Today we are releasing a preliminary Root Cause Analysis that represents the current state of the investigation focusing on the network incident. While we have high confidence in the technical details concerning the network incident, we will add to this analysis as new information becomes available related to the services affected by the spillover effects of this main incident. We expect to publish the complete RCA by the end of this week.
UPDATE 13.03.2026 - We wanted to provide an update to the published preliminary RCA to enrich the findings and increase transparency related to other affected services.
During a scheduled maintenance window to replace a faulty switch in a cluster situated in the TXL data center, a network outage occurred.
The incident triggered a spillover effect, resulting in a significant queue of unprocessed provisioning jobs from the affected cluster. Following network recovery, this backlog generated significant resource locking delays, slowing processing of queued jobs. This impacted systems and services relying on self-healing automations triggered by the primary incident or undergoing changes at that time.
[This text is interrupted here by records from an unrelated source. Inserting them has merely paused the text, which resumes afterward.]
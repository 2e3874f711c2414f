// Public modules
pub mod api_error_object;
pub mod chat_completion_chunk;
pub mod chat_completion_request;
pub mod chat_message;
pub mod model;

// Re-exports
pub use api_error_object::{ApiErrorObject, ErrorResponse};
pub use chat_completion_chunk::{ChatCompletionChunk, ChoiceDelta, ChunkChoice};
pub use chat_completion_request::{ChatCompletionRequest, MAX_TOKENS, TEMPERATURE};
pub use chat_message::{ChatMessage, MessageRole};
pub use model::ModelId;
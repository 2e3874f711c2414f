//! The seam between a chat session and whatever produces completions.

use std::pin::Pin;

use futures::Stream;

use crate::Result;
use crate::types::{ChatCompletionChunk, ChatCompletionRequest};

/// A stream of completion chunks for one request.
pub type ChunkStream = Pin<Box<dyn Stream<Item = Result<ChatCompletionChunk>> + Send>>;

/// Something that can open a streamed chat completion.
///
/// Implementations perform exactly one exchange per call: no retries, no
/// caching, no rate limiting.  A fault before the stream opens is returned
/// directly; a fault after it opens arrives as an `Err` item of the stream.
#[async_trait::async_trait]
pub trait CompletionProvider: Send + Sync {
    /// Open a streamed completion for the request.
    async fn stream_completion(&self, request: ChatCompletionRequest) -> Result<ChunkStream>;
}

#[async_trait::async_trait]
impl<P: CompletionProvider + ?Sized> CompletionProvider for &P {
    async fn stream_completion(&self, request: ChatCompletionRequest) -> Result<ChunkStream> {
        (**self).stream_completion(request).await
    }
}

#[async_trait::async_trait]
impl<P: CompletionProvider + ?Sized> CompletionProvider for std::sync::Arc<P> {
    async fn stream_completion(&self, request: ChatCompletionRequest) -> Result<ChunkStream> {
        (**self).stream_completion(request).await
    }
}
UPDATE: In the following we want to explain in more details the impact on other affected services:
IAM: For customers, the DCD frontend was unavailable during the incident. This was due to the fact that the underlying IAM service was not reachable for the frontend. During the incident, an IP assignment maintenance job had been triggered, which was pending completion for an extended period of time, rendering the service unavailable to the frontend.
AI Model Hub: The AI Model hub service was affected directly by the network outage. While the service itself remained functional throughout the incident, a network connectivity loss on the Managed Kubernetes Cluster meant that it was unavailable for customers.
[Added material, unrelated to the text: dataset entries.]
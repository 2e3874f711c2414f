//! Slash command parsing for the chat application.
//!
//! This module handles parsing of special commands that start with `/`,
//! allowing users to control the chat session without sending messages
//! to the API.

use crate::types::ModelId;

/// A parsed chat command.
///
/// These commands control the chat session and are not sent to the API.
#[derive(Debug, Clone, PartialEq, Eq)]
pub enum ChatCommand {
    /// Switch the model used for subsequent turns.
    Model(ModelId),

    /// List the selectable models.
    Models,

    /// Re-render the transcript.
    History,

    /// Display session statistics.
    Stats,

    /// Display help information.
    Help,

    /// Exit the chat application.
    Quit,

    /// Report a parsing error back to the caller.
    Invalid(String),
}

/// Parses user input for slash commands.
///
/// Returns `Some(ChatCommand)` if the input is a command, or `None` if it
/// should be sent as a regular message.
///
/// # Examples
///
/// ```
/// # use iron_llama::chat::{ChatCommand, parse_command};
/// # use iron_llama::ModelId;
/// assert_eq!(parse_command("/quit"), Some(ChatCommand::Quit));
/// assert_eq!(
///     parse_command("/model gemma-7b-it"),
///     Some(ChatCommand::Model(ModelId::Gemma7bIt))
/// );
/// assert!(parse_command("What is a llama?").is_none());
/// ```
pub fn parse_command(input: &str) -> Option<ChatCommand> {
    let input = input.trim();
    let rest = input.strip_prefix('/')?;

    let mut parts = rest.splitn(2, ' ');
    let command = parts.next()?.to_lowercase();
    let argument = parts.next().map(|s| s.trim()).filter(|s| !s.is_empty());

    let result = match command.as_str() {
        "model" => match argument {
            Some(id) => match id.parse::<ModelId>() {
                Ok(model) => ChatCommand::Model(model),
                Err(_) => ChatCommand::Invalid(format!(
                    "Unknown model: {id} (use /models to list the choices)"
                )),
            },
            None => ChatCommand::Invalid("/model requires a model name".to_string()),
        },
        "models" => ChatCommand::Models,
        "history" => ChatCommand::History,
        "stats" | "status" => ChatCommand::Stats,
        "help" | "?" => ChatCommand::Help,
        "quit" | "exit" | "q" => ChatCommand::Quit,
        _ => ChatCommand::Invalid(format!("Unknown command: /{command}")),
    };

    Some(result)
}

/// One line read from the prompt.
#[derive(Debug, Clone, PartialEq, Eq)]
pub enum ChatInput<'a> {
    /// Nothing but whitespace; ignored.
    Blank,

    /// A slash command.
    Command(ChatCommand),

    /// A message for the model, exactly as typed.
    Message(&'a str),
}

/// Classifies a line from the prompt.
///
/// Whitespace is ignored when deciding what the line is, but a message keeps
/// it.
pub fn classify_input(line: &str) -> ChatInput<'_> {
    if line.trim().is_empty() {
        ChatInput::Blank
    } else if let Some(command) = parse_command(line) {
        ChatInput::Command(command)
    } else {
        ChatInput::Message(line)
    }
}

/// Returns help text describing available commands.
pub fn help_text() -> &'static str {
    r#"Available commands:
  /model <name>          Change the model (e.g., /model mixtral-8x7b-32768)
  /models                List the available models
  /history               Show the conversation so far
  /stats                 Show session statistics
  /help                  Show this help message
  /quit                  Exit the chat"#
}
DBaaS/Managed Kubernetes: DBaaS and Managed Kubernetes were impacted through two separate mechanisms. First, servers hosting DBaaS and Kubernetes workloads experienced a direct loss of BGP connectivity as a result of the network outage, causing immediate service disruption. Second, the resulting delays in provisioning queue processing caused key operations such as volume attach/detach activities as well as automatically triggered self-healing mechanisms to be deferred, leading to further delays during the recovery phase when network connectivity was restored.
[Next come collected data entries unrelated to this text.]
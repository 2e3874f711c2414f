//! The in-memory conversation transcript.
//!
//! A [`Transcript`] is an append-only, chronologically ordered list of
//! [`Turn`]s. It lives exactly as long as the chat session that owns it.

use std::fmt;
use std::slice;

/// Who authored a turn.
#[derive(Debug, Copy, Clone, PartialEq, Eq, Hash)]
pub enum Role {
    /// The person typing into the chat.
    User,

    /// The model.
    Assistant,
}

impl fmt::Display for Role {
    fn fmt(&self, f: &mut fmt::Formatter<'_>) -> fmt::Result {
        match self {
            Role::User => f.write_str("user"),
            Role::Assistant => f.write_str("assistant"),
        }
    }
}

/// One message of the conversation.  Immutable once created.
#[derive(Debug, Clone, PartialEq, Eq)]
pub struct Turn {
    role: Role,
    content: String,
}

impl Turn {
    /// Create a turn with the given role and content.
    pub fn new(role: Role, content: impl Into<String>) -> Self {
        Self {
            role,
            content: content.into(),
        }
    }

    /// Create a user turn.
    pub fn user(content: impl Into<String>) -> Self {
        Self::new(Role::User, content)
    }

    /// Create an assistant turn.
    pub fn assistant(content: impl Into<String>) -> Self {
        Self::new(Role::Assistant, content)
    }

    /// The author of this turn.
    pub fn role(&self) -> Role {
        self.role
    }

    /// The text of this turn.
    pub fn content(&self) -> &str {
        &self.content
    }
}

/// Ordered, append-only sequence of turns.
#[derive(Debug, Clone, Default, PartialEq, Eq)]
pub struct Transcript {
    turns: Vec<Turn>,
}

impl Transcript {
    /// Create an empty transcript.
    pub fn new() -> Self {
        Self::default()
    }

    /// Create a transcript whose first turn is the assistant greeting.
    pub fn seeded(greeting: impl Into<String>) -> Self {
        let mut transcript = Self::new();
        transcript.seed_if_empty(greeting);
        transcript
    }

    /// Push the greeting as an assistant turn, but only into an empty transcript.
    ///
    /// Returns true if the greeting was added.
    pub fn seed_if_empty(&mut self, greeting: impl Into<String>) -> bool {
        if self.turns.is_empty() {
            self.turns.push(Turn::assistant(greeting));
            true
        } else {
            false
        }
    }

    /// Append a turn at the end.
    pub fn append(&mut self, turn: Turn) {
        self.turns.push(turn);
    }

    /// All turns, oldest first.
    pub fn all(&self) -> &[Turn] {
        &self.turns
    }

    /// Iterate over the turns, oldest first.
    pub fn iter(&self) -> slice::Iter<'_, Turn> {
        self.turns.iter()
    }

    /// The most recent turn.
    pub fn last(&self) -> Option<&Turn> {
        self.turns.last()
    }

    /// Number of turns.
    pub fn len(&self) -> usize {
        self.turns.len()
    }

    /// True if no turn has been recorded.
    pub fn is_empty(&self) -> bool {
        self.turns.is_empty()
    }
}

impl<'a> IntoIterator for &'a Transcript {
    type Item = &'a Turn;
    type IntoIter = slice::Iter<'a, Turn>;

    fn into_iter(self) -> Self::IntoIter {
        self.iter()
    }
}

#[cfg(test)]
mod tests {
    use super::*;

    #[test]
    fn seeded_transcript_starts_with_greeting() {
        let transcript = Transcript::seeded("Hello!");
        assert_eq!(transcript.len(), 1);
        assert_eq!(transcript.all()[0], Turn::assistant("Hello!"));
    }

    #[test]
    fn seed_only_when_empty() {
        let mut transcript = Transcript::new();
        assert!(transcript.is_empty());
        assert!(transcript.seed_if_empty("first"));
        assert!(!transcript.seed_if_empty("second"));
        assert_eq!(transcript.len(), 1);
        assert_eq!(transcript.all()[0].content(), "first");
    }

    #[test]
    fn append_preserves_order() {
        let mut transcript = Transcript::seeded("hi");
        transcript.append(Turn::user("one"));
        transcript.append(Turn::assistant("two"));
        transcript.append(Turn::user("one"));

        let contents: Vec<&str> = transcript.iter().map(Turn::content).collect();
        assert_eq!(contents, vec!["hi", "one", "two", "one"]);
        assert_eq!(transcript.last(), Some(&Turn::user("one")));
    }

    #[test]
    fn role_display() {
        assert_eq!(Role::User.to_string(), "user");
        assert_eq!(Role::Assistant.to_string(), "assistant");
        assert_eq!(Turn::user("x").role(), Role::User);
    }

    #[test]
    fn borrowed_iteration() {
        let transcript = Transcript::seeded("hi");
        let mut count = 0;
        for turn in &transcript {
            assert_eq!(turn.role(), Role::Assistant);
            count += 1;
        }
        assert_eq!(count, 1);
    }
}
Provisioning: Provisioning was first directly impacted by the connectivity loss to resources on the affected cluster. This led to an initial spike in the processing queue jobs. As services affected by the connectivity issues entered self-healing additional jobs were placed in the queue. This led to an exponential increase in job numbers, which, after the network incident was resolved, led to resource locking bottlenecks, which reduced the normal processing speed of the queue. This hampered automated recovering mechanisms, leading to extended service degradations, especially for IAM and Managed Kubernetes.
The network maintenance took place in Topology 2 of 2 in the affected cluster. During the maintenance, Topology 2 of 2 was disabled as planned. At this point, the Multicast Forwarding Table (MFT) capacity across all switches in Topology 1 was already strained due to saturation from IPoIB multicast groups. Due to this, Topology 1 was already operating in a vulnerable state.
Topology 1 of 2 then suffered a critical gateway overload, initiated by a link flap on a switch which flooded the InfiniBand control plane with alerts, triggering a fabric resweep - an automated self-healing mechanism aiming to reset the network map. Because the MFT was already at capacity, the reprogramming required for the reset failed. The resulting surge of unsuccessful route updates overwhelmed the management layer, causing BGP sessions to drop and ultimately severing connectivity for hosts in the affected cluster.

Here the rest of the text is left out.